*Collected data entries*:

____________

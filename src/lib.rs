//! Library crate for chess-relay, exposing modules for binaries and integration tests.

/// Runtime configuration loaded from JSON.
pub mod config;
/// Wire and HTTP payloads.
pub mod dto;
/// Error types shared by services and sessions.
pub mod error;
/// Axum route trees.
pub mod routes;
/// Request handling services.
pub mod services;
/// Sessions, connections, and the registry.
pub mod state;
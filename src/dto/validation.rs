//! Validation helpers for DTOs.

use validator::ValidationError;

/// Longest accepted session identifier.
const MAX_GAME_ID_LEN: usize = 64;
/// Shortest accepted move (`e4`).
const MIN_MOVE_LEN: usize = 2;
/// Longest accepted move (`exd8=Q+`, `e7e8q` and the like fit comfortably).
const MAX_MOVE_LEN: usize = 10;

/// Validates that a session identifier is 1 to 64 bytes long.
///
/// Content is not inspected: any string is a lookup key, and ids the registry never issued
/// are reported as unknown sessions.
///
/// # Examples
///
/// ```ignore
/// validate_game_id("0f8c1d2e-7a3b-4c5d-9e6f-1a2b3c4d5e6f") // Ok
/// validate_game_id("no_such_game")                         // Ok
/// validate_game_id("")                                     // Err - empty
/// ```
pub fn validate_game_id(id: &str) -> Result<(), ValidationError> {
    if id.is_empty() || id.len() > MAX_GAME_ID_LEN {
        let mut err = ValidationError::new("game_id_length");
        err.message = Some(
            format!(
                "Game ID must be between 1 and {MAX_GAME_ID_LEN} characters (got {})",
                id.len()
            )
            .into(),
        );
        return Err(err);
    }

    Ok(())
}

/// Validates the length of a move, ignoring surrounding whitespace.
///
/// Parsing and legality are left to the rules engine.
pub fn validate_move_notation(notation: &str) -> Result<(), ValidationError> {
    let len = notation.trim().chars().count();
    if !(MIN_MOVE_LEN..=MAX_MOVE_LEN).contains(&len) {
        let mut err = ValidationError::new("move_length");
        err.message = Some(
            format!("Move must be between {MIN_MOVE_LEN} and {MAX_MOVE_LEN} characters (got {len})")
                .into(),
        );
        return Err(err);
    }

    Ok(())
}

____________

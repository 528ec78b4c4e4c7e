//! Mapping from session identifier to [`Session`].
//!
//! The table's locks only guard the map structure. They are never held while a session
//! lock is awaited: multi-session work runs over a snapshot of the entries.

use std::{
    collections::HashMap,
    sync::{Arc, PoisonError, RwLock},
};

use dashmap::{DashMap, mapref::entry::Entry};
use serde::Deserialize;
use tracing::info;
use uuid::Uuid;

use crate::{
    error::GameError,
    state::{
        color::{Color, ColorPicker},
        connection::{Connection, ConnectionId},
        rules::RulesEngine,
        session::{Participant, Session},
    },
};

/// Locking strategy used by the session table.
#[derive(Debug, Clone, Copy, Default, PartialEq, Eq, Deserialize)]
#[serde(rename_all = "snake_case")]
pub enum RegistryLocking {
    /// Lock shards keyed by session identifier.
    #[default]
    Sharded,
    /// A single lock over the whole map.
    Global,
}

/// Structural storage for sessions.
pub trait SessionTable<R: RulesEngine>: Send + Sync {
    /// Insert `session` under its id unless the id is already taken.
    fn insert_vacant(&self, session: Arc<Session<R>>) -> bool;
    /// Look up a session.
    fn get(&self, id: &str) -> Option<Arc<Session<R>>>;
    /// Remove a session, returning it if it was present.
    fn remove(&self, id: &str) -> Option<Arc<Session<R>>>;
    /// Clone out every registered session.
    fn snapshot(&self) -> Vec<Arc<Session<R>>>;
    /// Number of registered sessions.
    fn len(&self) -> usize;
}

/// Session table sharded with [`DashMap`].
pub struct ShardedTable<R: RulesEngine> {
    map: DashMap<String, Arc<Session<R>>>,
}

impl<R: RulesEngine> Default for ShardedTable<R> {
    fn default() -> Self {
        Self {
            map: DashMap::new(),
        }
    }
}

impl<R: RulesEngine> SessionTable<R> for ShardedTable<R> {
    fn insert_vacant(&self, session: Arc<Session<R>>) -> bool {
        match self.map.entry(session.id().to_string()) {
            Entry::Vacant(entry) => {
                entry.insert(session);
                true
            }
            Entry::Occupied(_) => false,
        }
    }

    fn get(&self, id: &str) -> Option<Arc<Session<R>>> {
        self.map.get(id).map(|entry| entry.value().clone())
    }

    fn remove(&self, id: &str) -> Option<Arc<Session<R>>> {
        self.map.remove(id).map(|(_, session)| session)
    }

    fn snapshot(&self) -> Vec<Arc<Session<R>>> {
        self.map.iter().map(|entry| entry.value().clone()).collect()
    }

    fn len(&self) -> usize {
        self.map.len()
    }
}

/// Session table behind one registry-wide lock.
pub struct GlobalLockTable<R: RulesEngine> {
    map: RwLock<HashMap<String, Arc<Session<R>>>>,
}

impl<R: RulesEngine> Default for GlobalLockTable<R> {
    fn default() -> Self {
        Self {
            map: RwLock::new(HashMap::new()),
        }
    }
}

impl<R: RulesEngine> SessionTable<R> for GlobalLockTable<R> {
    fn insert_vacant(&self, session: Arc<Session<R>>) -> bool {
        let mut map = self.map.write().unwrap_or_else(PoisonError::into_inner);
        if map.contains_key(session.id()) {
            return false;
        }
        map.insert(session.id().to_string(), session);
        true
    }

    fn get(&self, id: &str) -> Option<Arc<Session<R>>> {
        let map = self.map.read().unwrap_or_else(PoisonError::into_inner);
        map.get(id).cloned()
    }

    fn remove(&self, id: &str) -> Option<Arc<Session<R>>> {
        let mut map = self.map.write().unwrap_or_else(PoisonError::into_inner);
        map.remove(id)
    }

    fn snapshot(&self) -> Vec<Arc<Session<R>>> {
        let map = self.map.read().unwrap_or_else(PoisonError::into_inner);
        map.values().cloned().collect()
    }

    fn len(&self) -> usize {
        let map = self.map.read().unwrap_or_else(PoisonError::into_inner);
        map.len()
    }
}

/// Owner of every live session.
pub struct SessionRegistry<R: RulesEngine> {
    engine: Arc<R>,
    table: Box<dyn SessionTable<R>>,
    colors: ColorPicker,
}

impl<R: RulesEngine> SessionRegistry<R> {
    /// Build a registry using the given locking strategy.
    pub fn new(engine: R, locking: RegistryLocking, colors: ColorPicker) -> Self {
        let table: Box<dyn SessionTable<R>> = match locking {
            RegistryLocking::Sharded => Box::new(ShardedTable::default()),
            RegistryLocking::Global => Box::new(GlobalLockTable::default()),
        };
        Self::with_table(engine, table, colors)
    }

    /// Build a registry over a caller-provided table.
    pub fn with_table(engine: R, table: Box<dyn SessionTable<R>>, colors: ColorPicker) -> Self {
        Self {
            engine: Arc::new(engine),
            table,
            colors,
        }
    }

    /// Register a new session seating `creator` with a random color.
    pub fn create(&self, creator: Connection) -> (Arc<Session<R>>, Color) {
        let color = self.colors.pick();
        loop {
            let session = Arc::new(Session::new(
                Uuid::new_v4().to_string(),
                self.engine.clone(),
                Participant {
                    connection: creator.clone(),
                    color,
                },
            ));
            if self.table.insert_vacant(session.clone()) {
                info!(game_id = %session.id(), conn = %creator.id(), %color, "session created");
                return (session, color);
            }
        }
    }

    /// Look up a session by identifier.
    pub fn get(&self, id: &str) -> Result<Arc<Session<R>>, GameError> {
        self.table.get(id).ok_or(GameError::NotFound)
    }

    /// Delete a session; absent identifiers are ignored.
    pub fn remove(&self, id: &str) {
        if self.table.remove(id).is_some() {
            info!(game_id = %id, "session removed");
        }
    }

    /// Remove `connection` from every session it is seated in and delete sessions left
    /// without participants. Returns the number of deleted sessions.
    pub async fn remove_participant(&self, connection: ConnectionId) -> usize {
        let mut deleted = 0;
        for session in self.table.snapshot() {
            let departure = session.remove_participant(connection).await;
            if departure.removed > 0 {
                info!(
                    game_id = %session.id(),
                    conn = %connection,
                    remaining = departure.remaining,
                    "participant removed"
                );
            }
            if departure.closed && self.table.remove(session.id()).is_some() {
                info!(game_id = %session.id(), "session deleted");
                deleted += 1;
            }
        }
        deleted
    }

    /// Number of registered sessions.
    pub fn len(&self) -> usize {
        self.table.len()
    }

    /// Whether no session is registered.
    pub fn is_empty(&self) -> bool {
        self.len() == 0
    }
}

____________

*WHAT THE TASK REQUIRES*: Only a number should be given: the count of lines above that contain the word "ConnectionId".

*REPLY TO THE TASK*: 2